When you are injured at work and deemed eligible for benefit payments, you have the option of requesting a lump sum settlement instead of weekly or periodic payments. This is a decision that should not be taken lightly. As experienced Massachusetts workers’ compensation lawyers, we have guided many injured workers through the claims process and helped them determine a strategy to maximize their recovery.
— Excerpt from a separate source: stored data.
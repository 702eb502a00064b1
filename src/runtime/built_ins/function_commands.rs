use crate::{
    add_command,
    lang::{arg_stream::ArgStream, tokenizing::Token},
    runtime::{
        built_ins::command_support::{success, CommandBase},
        data_structures::{function_dictionary::Functor, value::Value},
        error::{self, script_error},
        interpreter::{Command, CommandOutcome, Interpreter},
    },
};
use std::rc::Rc;

/// Read a `( name ... )` parameter list and the body block that follows it.
fn parse_functor(interpreter: &dyn Interpreter, args: &mut ArgStream) -> error::Result<Functor> {
    let mut params = Vec::new();

    for token in args.next_param_list()? {
        match token {
            Token::Word(_, name) => params.push(name),
            other => {
                return script_error(interpreter, format!("{} is not a parameter name.", other));
            }
        }
    }

    let (_, block) = args.require_block("the function body")?;

    Ok(Functor::new(params, block))
}

/// Pull a functor out of a resolved value.
fn expect_functor(interpreter: &dyn Interpreter, value: &Value) -> error::Result<Rc<Functor>> {
    Ok(value.as_functor(interpreter)?.clone())
}

/// `FUNC [-list | -show name | -delete name] name ( params ) $[..]$`
#[derive(Default)]
struct FuncCommand {
    base: CommandBase,
}

impl Command for FuncCommand {
    fn reinit(&mut self) {
        self.base.reinit();
    }

    fn execute(
        &mut self,
        interpreter: &mut dyn Interpreter,
        mut args: ArgStream,
    ) -> error::Result<CommandOutcome> {
        let mut listed = false;

        while let Some(dash_command) = args.parse_dash_command() {
            match dash_command.as_str() {
                "-list" => {
                    let listing = interpreter.functions().to_string();
                    self.base.put(interpreter, Value::String(listing))?;
                    listed = true;
                }

                "-show" => {
                    let name = args.next_word()?;
                    let Some(functor) = interpreter.functions().lookup(&name) else {
                        return script_error(interpreter, format!("Function {} is not defined.", name));
                    };

                    self.base.put(interpreter, Value::String(format!("{}{}", name, functor)))?;
                    listed = true;
                }

                "-delete" => {
                    let name = args.next_word()?;

                    if !interpreter.functions_mut().delete(&name) {
                        return script_error(interpreter, format!("Function {} is not defined.", name));
                    }

                    listed = true;
                }

                _ => self.base.dash_command(interpreter, &dash_command, &mut args)?,
            }
        }

        self.base.check_dash_commands(interpreter)?;

        if listed {
            return success(args);
        }

        let name = args.next_word()?;
        let functor = parse_functor(interpreter, &mut args)?;

        interpreter.functions_mut().define(&name, functor);
        success(args)
    }
}

/// `FUN ( params ) $[..]$`
#[derive(Default)]
struct FunCommand {
    base: CommandBase,
}

impl Command for FunCommand {
    fn reinit(&mut self) {
        self.base.reinit();
    }

    fn execute(
        &mut self,
        interpreter: &mut dyn Interpreter,
        mut args: ArgStream,
    ) -> error::Result<CommandOutcome> {
        while let Some(dash_command) = args.parse_dash_command() {
            self.base.dash_command(interpreter, &dash_command, &mut args)?;
        }

        self.base.check_dash_commands(interpreter)?;

        let functor = parse_functor(interpreter, &mut args)?;
        self.base.put(interpreter, Value::Functor(Rc::new(functor)))?;

        success(args)
    }
}

/// `defun name ~@functor`
#[derive(Default)]
struct DefunCommand;

impl Command for DefunCommand {
    fn reinit(&mut self) {}

    fn execute(
        &mut self,
        interpreter: &mut dyn Interpreter,
        mut args: ArgStream,
    ) -> error::Result<CommandOutcome> {
        let name = args.next_word()?;
        let value = args.next_resolving(interpreter)?;
        let functor = expect_functor(interpreter, &value)?;

        interpreter.functions_mut().define(&name, (*functor).clone());
        success(args)
    }
}

/// `CALL ~@functor ( args )`
#[derive(Default)]
struct CallCommand;

impl Command for CallCommand {
    fn reinit(&mut self) {}

    fn execute(
        &mut self,
        interpreter: &mut dyn Interpreter,
        mut args: ArgStream,
    ) -> error::Result<CommandOutcome> {
        let location = args.location().unwrap_or_default();
        let value = args.next_resolving(interpreter)?;
        let functor = expect_functor(interpreter, &value)?;
        let actuals = args.next_param_list()?;

        let result = interpreter.invoke_functor("CALL", &location, functor, &actuals)?;

        Ok((args, result))
    }
}

/// `LOCAL @name [~@value]`
#[derive(Default)]
struct LocalCommand;

impl Command for LocalCommand {
    fn reinit(&mut self) {}

    fn execute(
        &mut self,
        interpreter: &mut dyn Interpreter,
        mut args: ArgStream,
    ) -> error::Result<CommandOutcome> {
        let name = args.next_tuple_name()?;
        let value = match args.peek() {
            Some(Token::Tuple(_, _)) | Some(Token::Pop(_)) | Some(Token::Quoted(_, _)) => {
                args.next_resolving(interpreter)?
            }
            _ => Value::None,
        };

        if interpreter.tuples_mut().declare_local(&name, value).is_none() {
            return script_error(interpreter, format!("LOCAL @{} outside of a function body.", name));
        }

        success(args)
    }
}

pub fn register_function_commands(interpreter: &mut dyn Interpreter) {
    add_command!(
        interpreter,
        "FUNC",
        FuncCommand,
        "Define, list, show or delete named functions.",
        "FUNC [-list | -show name | -delete name] name ( params ) $[ .. ]$"
    );

    add_command!(
        interpreter,
        "FUN",
        FunCommand,
        "Put an anonymous function.",
        "FUN [-to datasink] ( params ) $[ .. ]$"
    );

    add_command!(
        interpreter,
        "defun",
        DefunCommand,
        "Name a function value.",
        "defun name ~@functor"
    );

    add_command!(
        interpreter,
        "CALL",
        CallCommand,
        "Invoke a function value.",
        "CALL ~@functor ( args )"
    );

    add_command!(
        interpreter,
        "LOCAL",
        LocalCommand,
        "Declare a tuple local to the current function, optionally with a value.",
        "LOCAL @name [~@value]"
    );
}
In a recent appellate opinion, the court considered whether accepting a lump sum payment affects the injured employee’s ability to appeal the amount of benefits awarded to the employee. The employee in the case was a materials handler who suffered an injury to his left arm while working. After filing a workers’ compensation claim with his employer’s insurer, the man received weekly benefit payments based on a $400 average weekly wage for a specific period of time. During the next four years, the employee changed jobs many times and eventually took work at a stable. He also claimed that his prior work injury still caused him pain. He did not suffer a new workplace injury but instead sought medical treatment. He eventually ceased working and did not return to work as a result of the pain he was experiencing. When he ceased working, his average weekly wage was determined to be $265. The worker filed a new claim for benefits, and the original insurer that provided benefit payments joined the action. The insurer claimed that the new job that the worker held created the basis for a new work injury.
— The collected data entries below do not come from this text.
#![allow(dead_code)]

use stackline::runtime::{
    data_structures::value::Value,
    interpreter::{session::Session, CommandResult, ExecutionManagement, TupleManagement},
};
use std::{
    cell::RefCell,
    env::temp_dir,
    io::{self, Write},
    path::PathBuf,
    process,
    rc::Rc,
};

/// An output stream the test can read back after the session has written to it.
#[derive(Clone, Default)]
pub struct SharedBuffer(Rc<RefCell<Vec<u8>>>);

impl SharedBuffer {
    pub fn text(&self) -> String {
        String::from_utf8_lossy(&self.0.borrow()).to_string()
    }
}

impl Write for SharedBuffer {
    fn write(&mut self, buf: &[u8]) -> io::Result<usize> {
        self.0.borrow_mut().extend_from_slice(buf);
        Ok(buf.len())
    }

    fn flush(&mut self) -> io::Result<()> {
        Ok(())
    }
}

/// A fresh session whose printed output is captured.
pub fn session() -> (Session, SharedBuffer) {
    let buffer = SharedBuffer::default();
    let mut session = Session::new();

    session.set_output(Box::new(buffer.clone()));
    (session, buffer)
}

/// Run script text, panicking only if it can't be tokenized.
pub fn run(session: &mut Session, source: &str) -> CommandResult {
    session
        .process_source("<test>", source)
        .expect("source should tokenize")
}

/// Run script text in a fresh session.
pub fn run_fresh(source: &str) -> (Session, CommandResult) {
    let (mut session, _) = session();
    let result = run(&mut session, source);

    (session, result)
}

/// The value on top of the tuple stack.
pub fn top(session: &Session) -> Option<Value> {
    session.tuples().peek(0).map(|tuple| tuple.borrow().value().clone())
}

/// The value of a named tuple.
pub fn tuple(session: &Session, name: &str) -> Option<Value> {
    session.find_tuple(name).map(|tuple| tuple.borrow().value().clone())
}

/// The values on the tuple stack, bottom first.
pub fn stack_values(session: &Session) -> Vec<Value> {
    session
        .tuples()
        .stack()
        .iter()
        .map(|tuple| tuple.borrow().value().clone())
        .collect()
}

/// How deep the tuple stack is.
pub fn depth(session: &Session) -> usize {
    session.tuples().depth()
}

/// A path in the temp directory unique to this test process.
pub fn temp_path(name: &str) -> PathBuf {
    temp_dir().join(format!("stackline-{}-{}", process::id(), name))
}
The employee underwent a neutral examination by a doctor, and the doctor’s report was admitted as evidence in the new claim. The parties were also allowed to submit additional evidence, due to the complex medical issues in the case. Considering the report and the parties’ evidence, the judge concluded that while the employee was totally disabled at first, he was now capable of performing light-duty work. Based on this, he was awarded total disability benefits from the date that he ceased working and ongoing. The judge also determined that the man could earn roughly $64 per week and that his average weekly wage was $265. At the conclusion of this hearing, the worker requested a lump sum settlement from the insurer. He then filed an appeal.